A value is trying to be set on a copy of a slice from a DataFrame.
Try using .loc[row_indexer,col_indexer] = value instead

See the caveats in the documentation: https://pandas.pydata.org/pandas-docs/stable/user_guide/indexing.html#returning-a-view-versus-a-copy
  captions_english["all_english"] = captions_english[english_cols].fillna("").apply(lambda x: "<CONCAT>".join(x), axis=1)

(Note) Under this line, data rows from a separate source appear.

use std::io;
use std::path::{Path, PathBuf};
use std::process::ExitCode;

use anyhow::{Context, Result};
use clap::{Parser, Subcommand};
use glob::glob;

use usbleft_core::{
    DEFAULT_HEADER_LEN, DEFAULT_MIN_LENGTH, EventSource, ExtractOptions, ExtractSession,
    PcapFileSource, WriterSink, extract_pcap_file, extract_source, inspect_event,
};

const LONG_VERSION: &str = concat!(
    env!("CARGO_PKG_VERSION"),
    " (",
    env!("USBLEFT_BUILD_COMMIT"),
    ", ",
    env!("USBLEFT_BUILD_DATE"),
    ")"
);

#[derive(Parser, Debug)]
#[command(name = "usbleft")]
#[command(version, long_version = LONG_VERSION)]
#[command(
    about = "Extract leftover capture data (G-code payloads) from USB packet captures.",
    long_about = None,
    after_help = "Examples:\n  usbleft pcap extract printer.pcapng -o gcode.txt\n  usbleft pcap extract printer.pcap --raw --stdout\n  usbleft pcap inspect printer.pcapng --frame 17"
)]
struct Cli {
    #[command(subcommand)]
    command: Commands,
}

#[derive(Subcommand, Debug)]
enum Commands {
    /// Operations on PCAP/PCAPNG inputs (USBPcap captures).
    Pcap {
        #[command(subcommand)]
        command: PcapCommands,
    },
}

#[derive(Subcommand, Debug)]
enum PcapCommands {
    /// Extract leftover data payloads into a text report.
    #[command(
        after_help = "Examples:\n  usbleft pcap extract printer.pcapng -o gcode.txt\n  usbleft pcap extract printer.pcap --raw --min-length 4 --stdout"
    )]
    Extract {
        /// Path to a .pcap or .pcapng file
        input: PathBuf,

        /// Output report path (default: <input stem>_leftover.txt)
        #[arg(short = 'o', long, env = "USBLEFT_OUTPUT")]
        output: Option<PathBuf>,

        /// Write the report to stdout
        #[arg(long, conflicts_with = "output")]
        stdout: bool,

        /// Render payloads as raw hex instead of decoded text
        #[arg(long, env = "USBLEFT_RAW")]
        raw: bool,

        /// Skip payloads shorter than this many bytes
        #[arg(long, default_value_t = DEFAULT_MIN_LENGTH, env = "USBLEFT_MIN_LENGTH")]
        min_length: usize,

        /// Show \r and \xHH escapes instead of dropping non-printable bytes
        #[arg(long, env = "USBLEFT_ESCAPES")]
        escapes: bool,

        /// Fallback payload offset for frames without an explicit header length
        #[arg(long, default_value_t = DEFAULT_HEADER_LEN, env = "USBLEFT_HEADER_LEN")]
        header_len: u32,

        /// Print the run summary as JSON to stdout
        #[arg(long)]
        stats_json: bool,

        /// Suppress non-error output
        #[arg(long)]
        quiet: bool,
    },
    /// Show the decoded text and hex views for a single frame.
    Inspect {
        /// Path to a .pcap or .pcapng file
        input: PathBuf,

        /// 1-based capture frame number
        #[arg(long)]
        frame: u64,
    },
}

fn main() -> ExitCode {
    let cli = Cli::parse();

    let result = match cli.command {
        Commands::Pcap { command } => match command {
            PcapCommands::Extract {
                input,
                output,
                stdout,
                raw,
                min_length,
                escapes,
                header_len,
                stats_json,
                quiet,
            } => cmd_pcap_extract(ExtractArgs {
                input,
                output,
                stdout,
                raw,
                min_length,
                escapes,
                header_len,
                stats_json,
                quiet,
            }),
            PcapCommands::Inspect { input, frame } => cmd_pcap_inspect(input, frame),
        },
    };

    match result {
        Ok(()) => ExitCode::SUCCESS,
        Err(err) => {
            eprintln!("error: {}", err.message);
            if let Some(hint) = err.hint {
                eprintln!("hint: {}", hint);
            }
            ExitCode::from(2)
        }
    }
}

#[derive(Debug)]
struct CliError {
    message: String,
    hint: Option<String>,
}

impl CliError {
    fn new(message: impl Into<String>, hint: Option<String>) -> Self {
        Self {
            message: message.into(),
            hint,
        }
    }
}

impl std::fmt::Display for CliError {
    fn fmt(&self, f: &mut std::fmt::Formatter<'_>) -> std::fmt::Result {
        write!(f, "{}", self.message)
    }
}

impl std::error::Error for CliError {}

impl From<anyhow::Error> for CliError {
    fn from(err: anyhow::Error) -> Self {
        CliError::new(format!("{err:#}"), None)
    }
}

struct ExtractArgs {
    input: PathBuf,
    output: Option<PathBuf>,
    stdout: bool,
    raw: bool,
    min_length: usize,
    escapes: bool,
    header_len: u32,
    stats_json: bool,
    quiet: bool,
}

fn cmd_pcap_extract(args: ExtractArgs) -> Result<(), CliError> {
    let resolved_input = resolve_input_path(&args.input)?;
    validate_input_file(&resolved_input)?;

    let options = ExtractOptions {
        raw_mode: args.raw,
        min_length: args.min_length,
        show_escapes: args.escapes,
        fallback_header_len: args.header_len,
    };

    let summary = if args.stdout {
        let source = PcapFileSource::open(&resolved_input)
            .with_context(|| format!("failed to open capture: {}", resolved_input.display()))?;
        let mut session =
            ExtractSession::new(WriterSink::new(io::stdout(), "stdout"), options);
        extract_source(source, &mut session).context("extraction failed")?
    } else {
        let output = args
            .output
            .unwrap_or_else(|| default_output_path(&resolved_input));
        if output == resolved_input {
            return Err(CliError::new(
                format!("output path must differ from input: {}", output.display()),
                Some("choose a different output path".to_string()),
            ));
        }
        let summary = extract_pcap_file(&resolved_input, &output, options)
            .context("extraction failed")?;
        if !args.quiet {
            eprintln!("OK: report written -> {}", output.display());
        }
        summary
    };

    if args.stats_json {
        let json = serde_json::to_string(&summary).context("JSON serialization failed")?;
        println!("{json}");
    }
    Ok(())
}

fn cmd_pcap_inspect(input: PathBuf, frame: u64) -> Result<(), CliError> {
    let resolved_input = resolve_input_path(&input)?;
    validate_input_file(&resolved_input)?;

    let mut source = PcapFileSource::open(&resolved_input)
        .with_context(|| format!("failed to open capture: {}", resolved_input.display()))?;
    while let Some(event) = source.next_event().context("capture read failed")? {
        if event.frame_number < frame {
            continue;
        }
        if event.frame_number > frame {
            break;
        }
        return match inspect_event(&event, DEFAULT_HEADER_LEN) {
            Some(view) => {
                println!("Packet #{}", event.frame_number);
                println!("Source: {}  ->  Destination: {}", event.src, event.dst);
                println!("Text: {}", view.text);
                println!("Hex:  {}", view.hex);
                Ok(())
            }
            None => Err(CliError::new(
                format!("frame {frame} carries no leftover data"),
                None,
            )),
        };
    }
    Err(CliError::new(
        format!("frame {frame} not found in capture"),
        Some("frame numbers are 1-based capture record indexes".to_string()),
    ))
}

fn default_output_path(input: &Path) -> PathBuf {
    match input.file_stem().and_then(|stem| stem.to_str()) {
        Some(stem) => input.with_file_name(format!("{stem}_leftover.txt")),
        None => PathBuf::from("usb_leftover_data.txt"),
    }
}

fn validate_input_file(input: &Path) -> Result<(), CliError> {
    if !input.exists() {
        return Err(CliError::new(
            format!("input file not found: {}", input.display()),
            Some("use a .pcap or .pcapng file".to_string()),
        ));
    }
    if !input.is_file() {
        return Err(CliError::new(
            format!("input is not a file: {}", input.display()),
            Some("use a .pcap or .pcapng file".to_string()),
        ));
    }
    let ext = input
        .extension()
        .and_then(|ext| ext.to_str())
        .unwrap_or("")
        .to_ascii_lowercase();
    if ext != "pcap" && ext != "pcapng" {
        return Err(CliError::new(
            format!("unsupported input format '{}'", input.display()),
            Some("expected a .pcap or .pcapng file".to_string()),
        ));
    }
    Ok(())
}

fn resolve_input_path(input: &Path) -> Result<PathBuf, CliError> {
    let pattern = input.to_string_lossy();
    if !is_glob_pattern(&pattern) {
        return Ok(input.to_path_buf());
    }

    let paths = glob(&pattern).map_err(|err| {
        CliError::new(
            format!("invalid input pattern '{}'", pattern),
            Some(format!("pattern error: {}", err.msg)),
        )
    })?;
    let mut matches = Vec::new();
    for entry in paths {
        let path = entry.map_err(|err| {
            CliError::new(
                format!("invalid input pattern '{}'", pattern),
                Some(format!("pattern error: {}", err)),
            )
        })?;
        if path.is_file() {
            matches.push(path);
        }
    }

    match matches.len() {
        0 => Err(CliError::new(
            format!("no files match pattern '{}'", pattern),
            Some("check the path or quote the pattern; expected .pcap or .pcapng".to_string()),
        )),
        1 => Ok(matches.remove(0)),
        count => Err(CliError::new(
            format!("multiple files match pattern '{}' ({count} matches)", pattern),
            Some("pass a single capture file, or run once per file".to_string()),
        )),
    }
}

fn is_glob_pattern(input: &str) -> bool {
    input.contains('*') || input.contains('?') || input.contains('[')
}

Unnamed: 0,video_id,english_caption,english_first_level_category_name,english_second_level_category_name,english_third_level_category_name,english_topic_tag,all_english
0,0,"The spirit of the young man is tough;程哥, pleas...",Beauty index,Snap of good looks,UNKNOWN,[],"The spirit of the young man is tough;程哥, pleas..."
1,1,man,HighTech Digital,UNKNOWN,UNKNOWN,[],man<CONCAT>HighTech Digital<CONCAT>UNKNOWN<CON...
2,2,"After dinner, get some exercise!",Comedy,Humorous interaction,UNKNOWN,[],"After dinner, get some exercise!<CONCAT>Comedy..."
3,3,"I am unremarkable, unable to stun time or soft...",Photography,Theme Photography,Landscape photography,[],"I am unremarkable, unable to stun time or soft..."
4,4,#Humorous #Thanks快准热浪 #Wulai Market This is a ...,Fashion,Sales promotion,Women's clothing,"[Wulai Market, thanks for Fastly Me Wanting to...",#Humorous #Thanks快准热浪 #Wulai Market This is a ...


In [4]:
print(captions_english.shape)

(10732, 6)


In [29]:
from transformers import DistilBertTokenizer, DistilBertModel
import torch
from tqdm import tqdm

In [6]:
tokenizer = DistilBertTokenizer.from_pretrained('distilbert-base-uncased')
model = DistilBertModel.from_pretrained('distilbert-base-uncased')



In [32]:
from langchain_community.vectorstores.faiss import FAISS
from langchain.embeddings.base import Embeddings
from langchain.schema import Document

documents = [Document(page_content=row["all_english"], metadata={"id": row["video_id"]}) for index, row in captions_english.iterrows()]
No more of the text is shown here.